Soviet test platform satellite

Kosmos 23 (Космос 23 meaning Cosmos 23), also known as Omega No.2, was a satellite which was launched by the Soviet Union in 1963. It was an Omega satellite, derived from the Dnepropetrovsk Sputnik series. It was a 347 kg spacecraft, which was built by the Yuzhnoye Design Office, and was used to conduct experiments with the use of gyroscopes to control spacecraft, for VNIIEM.

==Spacecraft==
Kosmos 23 was a test platform orbited by the Soviet Union for the purpose of evaluating electrotechnical systems later used to ensure the orientation and stabilization of weather satellites. Like its predecessor, Kosmos 14, the satellite was in the form of a cylinder, with two hemispherical ends, and was 1.8 m long and 1.2 m in diameter. Tests were made of power supplies that used solar cell batteries, and equipment on board monitored the operation of automatic devices that controlled the solar and chemical batteries. The control stabilization system consisted of flywheels driven by electric motors. The kinetic energy of the flywheels was dampened by using electromagnets that produced torque by interacting with the Earth's magnetic field. This system provided three-axis stabilization and oriented the satellite to Earth. The satellite communicated via a "Mayak" radio transmitter operating at 20 MHz. Kosmos 23 may have also carried the first Soviet meteorological scanning infrared radiometer to obtain crude nighttime pictures of the cloud cover of the Earth. The results of these tests and similar ones conducted 8 months earlier on Kosmos 14 were incorporated in Kosmos 122 and subsequent launches in the "Meteor" system.

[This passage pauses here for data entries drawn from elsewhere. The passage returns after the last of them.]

use crate::constants::{DEFAULT_POLL_INTERVAL, DEFAULT_POLL_MAX_ATTEMPTS};
use crate::errors::Error;
use crate::provider::{ImageProvider, JobState};
use std::time::Duration;
use tracing::{debug, info, warn};

/// How often and how many times a job is queried
#[derive(Debug, Clone, Copy, PartialEq, Eq)]
pub struct PollPolicy {
    pub interval: Duration,
    pub max_attempts: u32,
}

impl Default for PollPolicy {
    fn default() -> Self {
        Self {
            interval: DEFAULT_POLL_INTERVAL,
            max_attempts: DEFAULT_POLL_MAX_ATTEMPTS,
        }
    }
}

/// Result of a job that reached `success`
#[derive(Debug, Clone, PartialEq)]
pub struct PollOutcome {
    pub image_url: String,
    pub result_urls: Vec<String>,
    pub cost_time_ms: Option<u64>,
    pub complete_time: Option<i64>,
    /// Number of status queries spent, including the final one
    pub attempts: u32,
}

/// Drives one provider job to a terminal state.
///
/// Each query consumes one attempt. Pending states and transient query errors
/// lead to another attempt after `interval`; `success`, `fail` and permanent
/// query errors end the loop at once. When the ceiling is reached the last
/// transient error is returned if the final attempt failed, otherwise
/// `Error::PollTimeout`.
pub struct Poller<'a> {
    provider: &'a dyn ImageProvider,
    policy: PollPolicy,
}

impl<'a> Poller<'a> {
    pub fn new(provider: &'a dyn ImageProvider, policy: PollPolicy) -> Self {
        Self { provider, policy }
    }

    pub async fn wait_for(&self, job_id: &str) -> Result<PollOutcome, Error> {
        let max_attempts = self.policy.max_attempts;
        let mut last_error: Option<Error> = None;

        for attempt in 1..=max_attempts {
            match self.provider.query_status(job_id).await {
                Ok(status) => match status.state {
                    JobState::Success => {
                        info!(
                            job_id,
                            attempt,
                            cost_time_ms = ?status.cost_time_ms,
                            "Provider job finished"
                        );
                        let image_url = status.result_urls.first().cloned().ok_or_else(|| {
                            Error::JobFailed("provider reported success without result URLs".to_string())
                        })?;
                        return Ok(PollOutcome {
                            image_url,
                            result_urls: status.result_urls,
                            cost_time_ms: status.cost_time_ms,
                            complete_time: status.complete_time,
                            attempts: attempt,
                        });
                    }
                    JobState::Fail => {
                        let reason = status
                            .fail_reason
                            .unwrap_or_else(|| "unknown reason".to_string());
                        return Err(Error::JobFailed(reason));
                    }
                    state => {
                        debug!(job_id, attempt, ?state, "Provider job still pending");
                        last_error = None;
                    }
                },
                Err(e) if e.is_transient() => {
                    warn!(
                        job_id,
                        "Status query failed (attempt {}/{}): {}", attempt, max_attempts, e
                    );
                    last_error = Some(e);
                }
                Err(e) => return Err(e),
            }

            if attempt < max_attempts {
                tokio::time::sleep(self.policy.interval).await;
            }
        }

        Err(last_error.unwrap_or(Error::PollTimeout {
            attempts: max_attempts,
        }))
    }
}
//! Text-to-image provider seam.
//!
//! The engine talks to an [`ImageProvider`]; [`KieClient`] is the production
//! implementation. Providers never retry on their own, the poller owns that.

mod kie;

pub use kie::KieClient;

use crate::constants::{DEFAULT_ASPECT_RATIO, DEFAULT_RESOLUTION, NEWSPAPER_ASPECT_RATIO};
use crate::errors::Error;
use async_trait::async_trait;
use serde::Serialize;
use std::fmt::Debug;

/// Provider-side state of a job
#[derive(Debug, Clone, PartialEq, Eq)]
pub enum JobState {
    Queued,
    Running,
    Success,
    Fail,
    /// Any state name this client does not know, treated as still pending
    Other(String),
}

impl JobState {
    pub fn parse(state: &str) -> Self {
        match state {
            "waiting" | "queued" | "queuing" => JobState::Queued,
            "generating" | "running" => JobState::Running,
            "success" => JobState::Success,
            "fail" => JobState::Fail,
            other => JobState::Other(other.to_string()),
        }
    }

    pub fn is_terminal(&self) -> bool {
        matches!(self, JobState::Success | JobState::Fail)
    }
}

/// One observation of a provider job
#[derive(Debug, Clone, PartialEq)]
pub struct JobStatus {
    pub state: JobState,
    pub result_urls: Vec<String>,
    pub fail_reason: Option<String>,
    /// Generation time in milliseconds, when reported
    pub cost_time_ms: Option<u64>,
    /// Provider completion timestamp in epoch milliseconds, when reported
    pub complete_time: Option<i64>,
}

/// Request options forwarded with a job submission
#[derive(Debug, Clone, PartialEq, Serialize)]
pub struct GenerationOptions {
    pub image_input: Vec<String>,
    pub aspect_ratio: String,
    pub resolution: String,
    /// Provider-side completion webhook, distinct from the task callback
    pub callback_url: Option<String>,
}

impl Default for GenerationOptions {
    fn default() -> Self {
        Self {
            image_input: Vec::new(),
            aspect_ratio: DEFAULT_ASPECT_RATIO.to_string(),
            resolution: DEFAULT_RESOLUTION.to_string(),
            callback_url: None,
        }
    }
}

impl GenerationOptions {
    /// Portrait A4-like poster settings
    pub fn newspaper() -> Self {
        Self {
            aspect_ratio: NEWSPAPER_ASPECT_RATIO.to_string(),
            ..Self::default()
        }
    }
}

/// Account usage as reported by the provider
#[derive(Debug, Clone, PartialEq, Serialize)]
pub struct Quota {
    pub remaining: Option<f64>,
    pub used: Option<f64>,
    pub limit: Option<f64>,
}

#[async_trait]
pub trait ImageProvider: Debug + Send + Sync {
    /// Creates a job and returns the provider's job id.
    ///
    /// Fails with `Error::Submission` on a non-success status or malformed payload.
    async fn submit(&self, prompt: &str, options: &GenerationOptions) -> Result<String, Error>;

    /// Reads the current state of a job.
    ///
    /// Fails with `Error::Query`; `transient` tells whether another attempt may succeed.
    async fn query_status(&self, job_id: &str) -> Result<JobStatus, Error>;

    /// Best-effort usage probe; `None` when unsupported or unavailable
    async fn check_quota(&self) -> Option<Quota> {
        None
    }
}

These two flights comprised the first stage in the development of Soviet weather satellites.

==Launch==
Kosmos 23 was launched from Mayak-2 at Kapustin Yar, aboard a Kosmos-2I 63S1 carrier rocket. The launch occurred at 13:55 GMT on 13 December 1963, and resulted in the successful insertion of the satellite into a low Earth orbit. Upon reaching orbit, the satellite was assigned its Kosmos designation, and received the International Designator 1963-050A. The North American Air Defense Command assigned it the catalogue number 00707.

==Mission==
Kosmos 23 was the second of two Omega satellites to be launched, after Kosmos 14. It was operated in an orbit with a perigee of 241 km, an apogee of 540 km, an inclination, and an orbital period of 92.3 minutes. It remained in orbit until it decayed and reentered the atmosphere on 27 March 1964.